Un nouvel « accélérateur » vise à rapprocher science et psychologie

Une étude sur la perception des visages humains donnera le coup d’envoi d’une nouvelle initiative visant à intensifier, accélérer et reproduire massivement les études de psychologie.

L’initiative, baptisée « Accélérateur des sciences psychologiques » (PSA), a jusqu’ à présent établi des alliances avec plus de 170 laboratoires sur six continents dans le but d’améliorer la capacité des chercheurs à recueillir des données à de multiples endroits sur une grande échelle. Il est dirigé par le psychologue Christopher Chartier, de l’Université Ashland dans l’Ohio, qui dit vouloir s’attaquer à un problème de longue date: les « résultats provisoires et préliminaires » produits par de petites études menées dans des laboratoires relativement isolés. De telles études « ne font tout simplement pas le travail », dit-il, et l’objectif du PSA est de permettre aux chercheurs d’élargir leur portée et de recueillir des  » données de confirmation à grande échelle  » dans de nombreux sites.

Pour avoir accès à l’accélérateur, les chercheurs soumettent des propositions à Chartier, qui transmet ensuite les versions anonymes des propositions à un comité de sélection de cinq membres. Il tient compte de facteurs tels que l’importance de la question de recherche, son impact potentiel sur le terrain et la faisabilité de la collecte des données. Des propositions prometteuses sont ensuite transmises à d’autres comités, totalisant plus de 40 personnes, pour obtenir leur rétroaction. Le panel initial fait ensuite le dernier appel.

Le PSA a reçu huit propositions au cours de sa première ronde et, à la fin du mois dernier, il a approuvé sa première étude. Proposé par les psychologues Benedict Jones et Lisa DeBruine de l’Université de Glasgow au Royaume-Uni, il vise à découvrir si les résultats de la recherche d’Alexander Todorov, psychologue à l’Université de Princeton, peuvent être reproduits à l’échelle mondiale. Todorov a rapporté que les gens classent les visages humains selon deux composantes: la valence et la dominance. La valence est une mesure de la fiabilité, alors que la dominance est une mesure de la force physique.

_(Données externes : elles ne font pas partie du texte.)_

impl<'a> FixupCoordinator<'a> {
    pub fn new(runtime: &'a Runtime, thread: &'a MutatorThread) -> FixupCoordinator<'a> {
        FixupCoordinator {
            runtime,
            thread,
            state: FixupState::Idle,
        }
    }

    pub fn state(&self) -> FixupState {
        self.state
    }

    fn transition(&mut self, next: FixupState) {
        assert!(
            self.state.can_become(next),
            "Illegal redefinition state change from {:?} to {:?}",
            self.state,
            next
        );
        log::debug!("Redefinition {:?} -> {:?}", self.state, next);
        self.state = next;
    }

    pub fn run(mut self, definitions: Vec<ClassDefinition>) -> Result<RedefinitionSummary, Error> {
        let runtime = self.runtime;
        let lock = self.thread.blocking(|| runtime.redefinition_lock.lock());

        if definitions.is_empty() {
            log::debug!("Empty redefinition batch");
            return Ok(RedefinitionSummary {
                redefinition_count: runtime.redefinition_count.load(Ordering::Acquire),
                ..RedefinitionSummary::default()
            });
        }

        self.transition(FixupState::Validating);
        let batch = match self.validate(definitions) {
            Ok(batch) => batch,
            Err(err) => {
                self.transition(FixupState::Aborted);
                log::warn!("Redefinition aborted: {}", err);
                return Err(err);
            }
        };

        // Batch classes and everything inheriting from them, supertypes first
        let mut affected: Vec<Arc<ClassEntry>> = vec![];
        let mut seen: HashSet<ClassId> = HashSet::new();
        for item in &batch {
            let class = item.entry.id;
            for id in std::iter::once(class).chain(runtime.classes.transitive_subclasses(class)) {
                if seen.insert(id) {
                    affected.push(runtime.classes.entry(id));
                }
            }
        }
        affected.sort_by_key(|entry| (entry.depth, entry.id));
        let affected: Vec<ClassId> = affected.into_iter().map(|entry| entry.id).collect();

        self.transition(FixupState::Quiescing);
        let safepoint = runtime
            .safepoints
            .quiesce(affected.iter().copied().collect(), self.thread.id());
        log::debug!(
            "Quiesced {} class(es) in {:?}",
            affected.len(),
            safepoint.elapsed()
        );

        let mut summary = RedefinitionSummary::default();
        self.transition(FixupState::Installing);
        let installed = self.install(batch, &mut summary);

        self.transition(FixupState::Propagating);
        self.propagate(&affected, &installed, &mut summary);

        drop(safepoint);
        self.transition(FixupState::Committed);
        summary.redefinition_count = runtime.redefinition_count.fetch_add(1, Ordering::AcqRel) + 1;
        drop(lock);

        log::info!(
            "Redefined {} class(es), propagated to {} more",
            summary.classes.len(),
            summary.propagated.len()
        );
        let listeners = runtime.listeners.read().clone();
        for listener in listeners {
            listener.classes_redefined(&summary);
        }
        Ok(summary)
    }

    fn validate(&self, definitions: Vec<ClassDefinition>) -> Result<Vec<Validated>, Error> {
        let runtime = self.runtime;
        let differ = ClassShapeDiffer::new(&runtime.classes, runtime.settings.mode());
        let mut seen = HashSet::new();
        let mut batch = vec![];

        for definition in definitions {
            let entry = runtime
                .classes
                .get(definition.class)
                .ok_or_else(|| Error::ClassNotFound(format!("{:?}", definition.class)))?;
            if !seen.insert(entry.id) {
                return Err(Error::DuplicateClass(entry.name.clone()));
            }
            let old = entry.shape();
            if let Some(rule) = runtime.unmodifiable_reason(&old) {
                return Err(Error::UnsupportedRedefinition {
                    class: entry.name.clone(),
                    rule,
                });
            }
            check_candidate(&definition.candidate)?;

            let report = differ.compare(&old, &definition.candidate);
            if let Some(rule) = report.violated_rule.clone() {
                return Err(Error::IncompatibleChange {
                    class: entry.name.clone(),
                    rule,
                    report: Box::new(report),
                });
            }
            batch.push(Validated {
                entry,
                old,
                definition,
                report,
            });
        }
        batch.sort_by_key(|item| (item.entry.depth, item.entry.id));

        // Confirm grown layouts with the collector, in the order they will be installed
        let mut projected: HashMap<ClassId, u32> = HashMap::new();
        for item in &batch {
            let added = item.report.added_instance_fields(&item.definition.candidate);
            if added == 0 {
                continue;
            }
            let class = item.entry.id;
            let floor = instance_slot_floor(&runtime.classes, class, &projected);
            let old_slots = item.old.instance_slot_count;
            let new_slots = projected_slot_count(&item.old, added, floor);
            let confirmed = runtime
                .collaborators
                .collector
                .confirm_layout_growth(class, old_slots, new_slots);
            if !confirmed {
                let rule = ViolatedRule::LayoutRequiresRelocation {
                    old_slots,
                    new_slots,
                };
                return Err(Error::IncompatibleChange {
                    class: item.entry.name.clone(),
                    rule: rule.clone(),
                    report: Box::new(item.report.clone().violate(rule)),
                });
            }
            projected.insert(class, new_slots);

            // Instances of subclasses carry the new slots too
            for subclass in runtime.classes.transitive_subclasses(class) {
                let sub_entry = runtime.classes.entry(subclass);
                let sub_old = projected
                    .get(&subclass)
                    .copied()
                    .unwrap_or_else(|| sub_entry.shape().instance_slot_count);
                if sub_old >= new_slots {
                    continue;
                }
                let confirmed = runtime
                    .collaborators
                    .collector
                    .confirm_layout_growth(subclass, sub_old, new_slots);
                if !confirmed {
                    let rule = ViolatedRule::LayoutRequiresRelocation {
                        old_slots: sub_old,
                        new_slots,
                    };
                    return Err(Error::IncompatibleChange {
                        class: sub_entry.name.clone(),
                        rule: rule.clone(),
                        report: Box::new(item.report.clone().violate(rule)),
                    });
                }
                projected.insert(subclass, new_slots);
            }
        }
        Ok(batch)
    }

    fn install(&self, batch: Vec<Validated>, summary: &mut RedefinitionSummary) -> Vec<Installed> {
        let runtime = self.runtime;
        let classes = &runtime.classes;
        let mut installed = vec![];

        for item in batch {
            let class = item.entry.id;
            let candidate = item.definition.candidate;
            let generation = item.old.generation + 1;

            let slot_floor = instance_slot_floor(classes, class, &HashMap::new());
            let fields =
                FieldTableBuilder::new(class, &runtime.statics).rebuild(&item.old, &candidate, slot_floor);
            let MethodTable {
                methods,
                vtable,
                itable,
                replaced,
                removed,
                added,
                constants,
                bootstrap_methods,
            } = MethodTableBuilder::new(classes, class, generation).build(
                &candidate,
                Some(&item.old),
                item.old.superclass,
                &item.old.interfaces,
                vtable_floor(classes, class),
            );

            let shape = Arc::new(ClassShape::from_parts(ShapeParts {
                class,
                name: item.old.name.clone(),
                superclass: item.old.superclass,
                interfaces: item.old.interfaces.clone(),
                access_flags: candidate.access_flags,
                is_hidden: item.old.is_hidden,
                generation,
                fields: fields.fields,
                methods,
                constants,
                bootstrap_methods,
                annotations: candidate.annotations,
                instance_slot_count: fields.instance_slot_count,
                vtable: Arc::new(VTable::new(vtable)),
                itable: Arc::new(ITable::new(itable)),
            }));
            let old = item.entry.install(shape.clone());
            assert!(
                Arc::ptr_eq(&old, &item.old),
                "{} changed while the redefinition lock was held",
                item.entry.name
            );
            let stale = runtime.identities.rebind(&shape);

            log::debug!(
                "Installed {:?}: {} field(s) added, {} removed; {} method(s) added, {} removed",
                shape,
                fields.added.len(),
                fields.removed.len(),
                added.len(),
                removed.len()
            );
            summary.classes.push(class);
            summary.generations.push((class, generation));
            summary.extensions_used |= item.report.extensions_used;
            summary.reports.push(item.report);
            summary.stale_handles.extend(stale);
            installed.push(Installed {
                old,
                new: shape,
                replaced,
                removed,
            });
        }
        installed
    }

    fn propagate(&self, affected: &[ClassId], installed: &[Installed], summary: &mut RedefinitionSummary) {
        let runtime = self.runtime;
        let classes = &runtime.classes;
        let compiler = &runtime.collaborators.compiler;

        for &class in affected {
            let shape = classes.entry(class).shape();

            if let (Some(superclass), false) = (shape.superclass, shape.is_interface()) {
                let parent = classes.entry(superclass).shape();
                for slot in reinherit(&parent.vtable, &shape) {
                    log::trace!("Patched vtable slot {} of {:?}", slot, shape);
                    compiler.patch_vtable_slot(class, slot);
                    summary.patched_vtable_slots += 1;
                }
            }
            if !shape.is_interface() {
                let vtable = shape.vtable.snapshot();
                let itable = build_itable(classes, shape.superclass, &shape.interfaces, &vtable);
                for (interface, table) in itable {
                    for slot in shape.itable.replace(interface, table) {
                        log::trace!("Patched itable slot {} of {:?} for {:?}", slot, shape, interface);
                        compiler.patch_itable_slot(class, interface, slot);
                        summary.patched_itable_slots += 1;
                    }
                }
            }

            if runtime.settings.cache_invalidation == CacheInvalidation::Eager {
                invalidate_mirror(classes, class);
            }
            runtime.collaborators.reflection.invalidate_class(class);
            if !summary.classes.contains(&class) {
                summary.propagated.push(class);
            }
        }

        for installed in installed {
            for replacement in &installed.replaced {
                compiler.method_replaced(&replacement.old, &replacement.new, replacement.equivalent);
                summary.replaced_methods += 1;
                if replacement.equivalent {
                    summary.equivalent_methods += 1;
                }
            }
            for method in &installed.removed {
                compiler.method_removed(method);
            }

            let outcome =
                CallSiteMigrationPolicy::migrate(&runtime.call_sites, &installed.old, &installed.new);
            summary.call_sites_migrated += outcome.migrated;
            summary.call_sites_dropped += outcome.dropped;
        }
    }
}
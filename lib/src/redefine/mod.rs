//! Redefinition of loaded classes
//!
//! A batch of candidate classes goes through the [`FixupCoordinator`]: each candidate is diffed
//! against the installed shape of the class it replaces, new field and method tables get built
//! around the storage and slots that must survive, and then everything derived from the old
//! shapes (subclass vtables, itables, call sites, identity handles, caches) is brought up to
//! date before any affected thread resumes.

mod call_sites;
mod coordinator;
mod differ;
mod fields;
mod identity;
mod methods;

pub use call_sites::*;
pub use coordinator::*;
pub use differ::*;
pub use fields::*;
pub use identity::*;
pub use methods::*;

use crate::runtime::ClassId;

/// What a committed redefinition batch did
///
/// Listeners registered on the runtime receive this after the batch commits, and
/// [`crate::runtime::Runtime::redefine_classes`] returns it.
#[derive(Clone, Debug, Default)]
pub struct RedefinitionSummary {
    /// Classes of the batch, supertypes first
    pub classes: Vec<ClassId>,
    pub reports: Vec<CompatibilityReport>,

    /// New generation of each class of the batch
    pub generations: Vec<(ClassId, u64)>,

    /// Subclasses and implementors whose dispatch tables were recomputed
    pub propagated: Vec<ClassId>,

    pub patched_vtable_slots: usize,
    pub patched_itable_slots: usize,
    pub replaced_methods: usize,

    /// Replaced methods whose new version does exactly what the old one did
    pub equivalent_methods: usize,

    /// Handles to members the batch removed
    pub stale_handles: Vec<IdentityHandle>,

    pub call_sites_migrated: usize,
    pub call_sites_dropped: usize,

    /// Did any class need the extended rules?
    pub extensions_used: bool,

    /// Number of committed batches, this one included
    pub redefinition_count: u64,
}

impl RedefinitionSummary {
    /// Generation a class of the batch ended up at
    pub fn generation_of(&self, class: ClassId) -> Option<u64> {
        self.generations
            .iter()
            .find(|(id, _)| *id == class)
            .map(|(_, generation)| *generation)
    }
}
//! Live redefinition of classes in a running JVM-style runtime
//!
//! The crate is organized as
//!
//!   - [`jvm`]: names, descriptors, and access flags
//!   - [`model`]: candidate classes, as handed over by a class loader
//!   - [`runtime`]: the class table, dispatch tables, heap, safepoints, and the [`Runtime`]
//!     facade tying them together
//!   - [`exec`]: a small bytecode evaluator running over the runtime
//!   - [`redefine`]: compatibility checks and the redefinition state machine
//!
//! Redefining a class replaces its method bodies (and, with the extended rules, its fields and
//! methods) while keeping everything that identifies it: objects stay where they are, static
//! fields keep their storage, handles keep resolving, and code already running in an old body
//! finishes there.

pub mod errors;
pub mod exec;
pub mod jvm;
pub mod model;
pub mod redefine;
pub mod runtime;
mod settings;

pub use errors::Error;
pub use runtime::Runtime;
pub use settings::{CacheInvalidation, Settings};
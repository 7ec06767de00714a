//! Carrying linked `invokedynamic` call sites over to redefined method bodies

use crate::model::{ConstantData, ConstantIndex, InvokeDynamicData, Offset};
use crate::runtime::{CallSiteKey, CallSiteTable, ClassShape, MethodBody};

/// What happened to the links of one class's call sites
#[derive(Copy, Clone, PartialEq, Eq, Debug, Default)]
pub struct MigrationOutcome {
    pub migrated: usize,
    pub dropped: usize,
}

/// Decides which linked call sites survive a redefinition
///
/// The `k`-th `invokedynamic` of an old method body corresponds to the `k`-th `invokedynamic`
/// of the new body of the same method. The link carries over only if that site uses an equal
/// bootstrap method (same method, same static arguments) and the same name and type. Other
/// sites get linked again by their next execution.
///
/// Links of the old bodies are copied, not moved: a frame still running an obsolete body keeps
/// using them. They are purged by a later migration once no frame holds that body anymore.
pub struct CallSiteMigrationPolicy;

impl CallSiteMigrationPolicy {
    /// Find the site of `new` that corresponds to the site at `offset` in `old`
    pub fn equivalent_site(old: &MethodBody, offset: Offset, new: &MethodBody) -> Option<Offset> {
        let ordinal = old
            .code
            .invoke_dynamic_sites()
            .position(|(site, _)| site == offset)?;
        let (old_site, old_constant) = old.code.invoke_dynamic_sites().nth(ordinal)?;
        let (new_site, new_constant) = new.code.invoke_dynamic_sites().nth(ordinal)?;
        debug_assert_eq!(old_site, offset);

        let old_data = invoke_dynamic_data(old, old_constant)?;
        let new_data = invoke_dynamic_data(new, new_constant)?;
        let same = old_data.name == new_data.name
            && old_data.descriptor == new_data.descriptor
            && old.bootstrap_methods.get(old_data.bootstrap)?
                == new.bootstrap_methods.get(new_data.bootstrap)?;
        if same {
            Some(new_site)
        } else {
            None
        }
    }

    /// Copy the links of call sites in `old`'s method bodies over to `new`
    pub fn migrate(table: &CallSiteTable, old: &ClassShape, new: &ClassShape) -> MigrationOutcome {
        let purged = table.purge_unreachable(old.class);
        if purged > 0 {
            log::trace!("Purged {} links of obsolete method bodies", purged);
        }

        let mut outcome = MigrationOutcome::default();
        for binding in table.bindings(old.class, old.generation) {
            let key = &binding.key;
            let new_site = old
                .method(&key.method)
                .and_then(|m| m.body.as_ref())
                .zip(new.method(&key.method).and_then(|m| m.body.as_ref()))
                .and_then(|(old_body, new_body)| {
                    Self::equivalent_site(old_body, key.offset, new_body)
                        .map(|offset| (offset, new_body))
                });

            match new_site {
                Some((offset, new_body)) => {
                    log::trace!("Carrying over {:?} to offset {}", key, offset);
                    let moved = CallSiteKey {
                        class: key.class,
                        method: key.method.clone(),
                        generation: new_body.generation,
                        offset,
                    };
                    table.insert(binding.moved_to(moved, new_body));
                    outcome.migrated += 1;
                }
                None => {
                    log::trace!("Not carrying over {:?}", key);
                    outcome.dropped += 1;
                }
            }
        }
        outcome
    }
}

fn invoke_dynamic_data(body: &MethodBody, index: ConstantIndex) -> Option<&InvokeDynamicData> {
    match body.constants.get(index) {
        Some(ConstantData::InvokeDynamic(data)) => Some(data),
        _ => None,
    }
}
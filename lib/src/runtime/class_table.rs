use super::reflection::ClassMirror;
use super::{ClassShape, MutatorId};
use crate::jvm::{BinaryName, Name};
use parking_lot::{Condvar, Mutex, RwLock};
use std::collections::{HashMap, HashSet, VecDeque};
use std::fmt;
use std::sync::Arc;

/// Index of a class in the class table
///
/// Classes refer to each other (superclass, interfaces, subclasses) through ids only, so the
/// class graph never forms ownership cycles.
#[derive(Copy, Clone, PartialEq, Eq, Hash, PartialOrd, Ord)]
pub struct ClassId(pub(crate) u32);

impl fmt::Debug for ClassId {
    fn fmt(&self, f: &mut fmt::Formatter<'_>) -> fmt::Result {
        write!(f, "class#{}", self.0)
    }
}

impl fmt::Display for ClassId {
    fn fmt(&self, f: &mut fmt::Formatter<'_>) -> fmt::Result {
        write!(f, "#{}", self.0)
    }
}

/// Progress of running `<clinit>`
#[derive(Copy, Clone, PartialEq, Eq, Debug)]
pub enum InitState {
    Uninitialized,
    Initializing(MutatorId),
    Initialized,

    /// `<clinit>` failed, and the class can't be used
    Erroneous,
}

/// A loaded class
///
/// The parts of a class that can never change through redefinition (name, hierarchy, the
/// initialization state) live here. Everything else is in the current [`ClassShape`].
pub struct ClassEntry {
    pub id: ClassId,
    pub name: BinaryName,
    pub superclass: Option<ClassId>,
    pub interfaces: Vec<ClassId>,

    /// Length of the longest path to `java/lang/Object`, counting interface edges
    pub depth: u32,

    /// Direct subclasses, implementing classes, and sub-interfaces
    subclasses: RwLock<Vec<ClassId>>,

    current: RwLock<Arc<ClassShape>>,

    pub(crate) init: Mutex<InitState>,
    pub(crate) init_done: Condvar,

    /// Cached reflection data
    pub(crate) mirror: Mutex<Option<Arc<ClassMirror>>>,
}

impl ClassEntry {
    pub(crate) fn new(depth: u32, shape: ClassShape) -> ClassEntry {
        ClassEntry {
            id: shape.class,
            name: shape.name.clone(),
            superclass: shape.superclass,
            interfaces: shape.interfaces.clone(),
            depth,
            subclasses: RwLock::new(vec![]),
            current: RwLock::new(Arc::new(shape)),
            init: Mutex::new(InitState::Uninitialized),
            init_done: Condvar::new(),
            mirror: Mutex::new(None),
        }
    }

    /// Currently installed shape
    pub fn shape(&self) -> Arc<ClassShape> {
        self.current.read().clone()
    }

    pub fn generation(&self) -> u64 {
        self.current.read().generation
    }

    /// Swap in a new shape, returning the one it replaces
    ///
    /// Panics if the new shape doesn't belong to the next generation of this class.
    pub(crate) fn install(&self, shape: Arc<ClassShape>) -> Arc<ClassShape> {
        let mut current = self.current.write();
        assert_eq!(shape.class, self.id, "Installing a shape into the wrong class");
        assert_eq!(
            shape.generation,
            current.generation + 1,
            "Generation of {} must go up by exactly one",
            self.name
        );
        std::mem::replace(&mut *current, shape)
    }

    pub fn subclasses(&self) -> Vec<ClassId> {
        self.subclasses.read().clone()
    }
}

impl fmt::Debug for ClassEntry {
    fn fmt(&self, f: &mut fmt::Formatter<'_>) -> fmt::Result {
        write!(f, "{}({:?})", self.name.as_str(), self.id)
    }
}

/// All loaded classes, indexed by id and by name
#[derive(Default)]
pub struct ClassTable {
    entries: RwLock<Vec<Arc<ClassEntry>>>,
    by_name: RwLock<HashMap<BinaryName, ClassId>>,
}

impl ClassTable {
    pub fn new() -> ClassTable {
        ClassTable::default()
    }

    /// Id the next inserted class will get
    pub(crate) fn next_id(&self) -> ClassId {
        ClassId(self.entries.read().len() as u32)
    }

    /// Add a class and link it under its supertypes
    ///
    /// Callers serialize insertions (the runtime holds the redefinition lock), which is what
    /// makes `next_id` agree with the id the entry ends up with.
    pub(crate) fn insert(&self, entry: ClassEntry) -> Arc<ClassEntry> {
        let entry = Arc::new(entry);
        {
            let mut entries = self.entries.write();
            assert_eq!(entry.id.0 as usize, entries.len(), "Class ids are allocated in order");
            entries.push(entry.clone());
        }
        self.by_name.write().insert(entry.name.clone(), entry.id);

        for parent in entry.superclass.iter().chain(entry.interfaces.iter()) {
            self.entry(*parent).subclasses.write().push(entry.id);
        }
        entry
    }

    pub fn get(&self, id: ClassId) -> Option<Arc<ClassEntry>> {
        self.entries.read().get(id.0 as usize).cloned()
    }

    /// Like [`Self::get`], but panics on an unknown id
    pub fn entry(&self, id: ClassId) -> Arc<ClassEntry> {
        match self.get(id) {
            Some(entry) => entry,
            None => panic!("Unknown {:?}", id),
        }
    }

    pub fn lookup(&self, name: &BinaryName) -> Option<ClassId> {
        self.by_name.read().get(name).copied()
    }

    pub fn len(&self) -> usize {
        self.entries.read().len()
    }

    pub fn is_empty(&self) -> bool {
        self.entries.read().is_empty()
    }

    /// Every class that transitively extends or implements `class` (excluding `class` itself)
    ///
    /// The result is sorted by depth, so every class comes after all of its supertypes that are
    /// also in the set.
    pub fn transitive_subclasses(&self, class: ClassId) -> Vec<ClassId> {
        let mut seen: HashSet<ClassId> = HashSet::new();
        let mut found: Vec<Arc<ClassEntry>> = vec![];
        let mut to_visit: VecDeque<ClassId> = self.entry(class).subclasses().into();

        while let Some(next) = to_visit.pop_front() {
            if seen.insert(next) {
                let entry = self.entry(next);
                to_visit.extend(entry.subclasses());
                found.push(entry);
            }
        }

        found.sort_by_key(|entry| (entry.depth, entry.id));
        found.into_iter().map(|entry| entry.id).collect()
    }

    /// Superclass chain, starting at `class` itself
    pub fn superclass_chain(&self, class: ClassId) -> Vec<ClassId> {
        let mut chain = vec![];
        let mut next = Some(class);
        while let Some(id) = next {
            chain.push(id);
            next = self.entry(id).superclass;
        }
        chain
    }

    /// All interfaces `class` implements, directly or through superclasses and super-interfaces
    pub fn all_interfaces(&self, class: ClassId) -> Vec<ClassId> {
        let mut seen: HashSet<ClassId> = HashSet::new();
        let mut interfaces = vec![];
        let mut to_visit: VecDeque<ClassId> = self
            .superclass_chain(class)
            .into_iter()
            .flat_map(|id| self.entry(id).interfaces.clone())
            .collect();

        while let Some(next) = to_visit.pop_front() {
            if seen.insert(next) {
                interfaces.push(next);
                to_visit.extend(self.entry(next).interfaces.iter().copied());
            }
        }
        interfaces
    }

    /// Is `sub` the same as, a subclass of, or an implementor of `sup`?
    pub fn is_subtype(&self, sub: ClassId, sup: ClassId) -> bool {
        sub == sup
            || self.superclass_chain(sub).contains(&sup)
            || self.all_interfaces(sub).contains(&sup)
    }
}
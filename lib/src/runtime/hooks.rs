//! Hooks into the systems that surround the runtime
//!
//! The JIT compiler, the garbage collector, and the reflection layer keep their own derived
//! state about classes. A redefinition tells them what changed through these traits. Every
//! method has a no-op default, so a collaborator only implements what it cares about.

use super::{ClassId, MethodData};
use crate::redefine::RedefinitionSummary;
use std::sync::Arc;

/// Compiled code fixups
pub trait CompilerHooks: Send + Sync {
    /// A vtable entry of `class` now dispatches somewhere else
    fn patch_vtable_slot(&self, _class: ClassId, _slot: usize) {}

    /// An itable entry of `class` for `interface` now dispatches somewhere else
    fn patch_itable_slot(&self, _class: ClassId, _interface: ClassId, _slot: usize) {}

    /// `old` was replaced by `new`
    ///
    /// When `equivalent` is true, the new body does exactly what the old one did, and compiled
    /// code that inlined or assumed the old method may be kept. Otherwise frames and code that
    /// assumed the old method identity must be invalidated.
    fn method_replaced(&self, _old: &Arc<MethodData>, _new: &Arc<MethodData>, _equivalent: bool) {}

    /// `old` no longer exists
    fn method_removed(&self, _old: &Arc<MethodData>) {}
}

/// Heap layout confirmations
pub trait CollectorHooks: Send + Sync {
    /// Objects of `class` are about to be described by a layout of `new_slots` instance slots
    /// instead of `old_slots`
    ///
    /// Added slots are always trailing, and existing objects are never moved; they read the
    /// new slots as default values. Returning false refuses the change and aborts the batch.
    fn confirm_layout_growth(&self, _class: ClassId, _old_slots: u32, _new_slots: u32) -> bool {
        true
    }
}

/// Reflection cache invalidation
pub trait ReflectionHooks: Send + Sync {
    /// Cached `Method`/`Field`/annotation objects for `class` are out of date
    fn invalidate_class(&self, _class: ClassId) {}
}

/// Subscriber to committed redefinitions
pub trait RedefinitionListener: Send + Sync {
    fn classes_redefined(&self, summary: &RedefinitionSummary);
}

/// Collaborator that ignores every event
#[derive(Default, Debug, Clone, Copy)]
pub struct NoHooks;

impl CompilerHooks for NoHooks {}
impl CollectorHooks for NoHooks {}
impl ReflectionHooks for NoHooks {}

/// The collaborators a runtime reports to
#[derive(Clone)]
pub struct Collaborators {
    pub compiler: Arc<dyn CompilerHooks>,
    pub collector: Arc<dyn CollectorHooks>,
    pub reflection: Arc<dyn ReflectionHooks>,
}

impl Default for Collaborators {
    fn default() -> Collaborators {
        Collaborators {
            compiler: Arc::new(NoHooks),
            collector: Arc::new(NoHooks),
            reflection: Arc::new(NoHooks),
        }
    }
}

Les résultats de Todorov ont été reproduits avec succès aux États-Unis et au Royaume-Uni, disent les deux chercheurs. Maintenant, ils veulent exploiter le réseau de PSA pour voir s’ils tiennent bon dans d’autres parties du monde. « Nous pensons que cela mérite une réponse à l’échelle mondiale « , affirme M. Chartier.

Plus de 50 laboratoires collaborateurs du PSA se sont déjà engagés à recueillir des données dans le cadre de l’étude. Et Chartier note qu’une fois les résultats prêts, le collectif divulguera publiquement toutes ses données. Cela devrait aider à éliminer le problème de la subjectivité de la publication – où les résultats positifs sont publiés, mais les résultats négatifs sont ignorés -, ce qui est un problème particulièrement épineux dans les méta-analyses des études multiples. M. Chartier indique que toutes les données et le matériel expérimental recueillis par PSA seront accessibles par défaut (à l’exception des sujets sensibles), et que les chercheurs préenregistreront leurs études, ce qui permettra aux pairs examinateurs d’examiner les méthodes et les analyses proposées avant le début des expériences.

En raison du grand nombre de collaborateurs, les études de PSA sont susceptibles d’avoir des centaines d’auteurs. Et cela pourrait poser un problème pour les chercheurs qui cherchent à utiliser les études pour se qualifier en vue de l’obtention d’une confirmation ou d’une promotion. « L’une des préoccupations potentielles est que le système de récompenses en science n’est pas prêt à accepter une collaboration à grande échelle « , déclare Brian Nosek, directeur exécutif du Center for Open Science de Charlottesville, en Virginie. Mais il croit que « les gains spectaculaires que ces projets apporteront inspireront des changements dans les systèmes de récompenses ».

Le PSA n’est pas le seul effort visant à changer la façon dont les chercheurs conduisent les études psychologiques, qui ont reçu de nombreuses critiques pour un manque de reproductibilité. D’autres comprennent le projet de réplication Many Labs et le projet Pipeline. Plus tôt cette année, Chartier a également lancé StudySwap, une plateforme en ligne conçue pour aider les chercheurs à trouver des collaborateurs pour des études de réplication et échanger des ressources.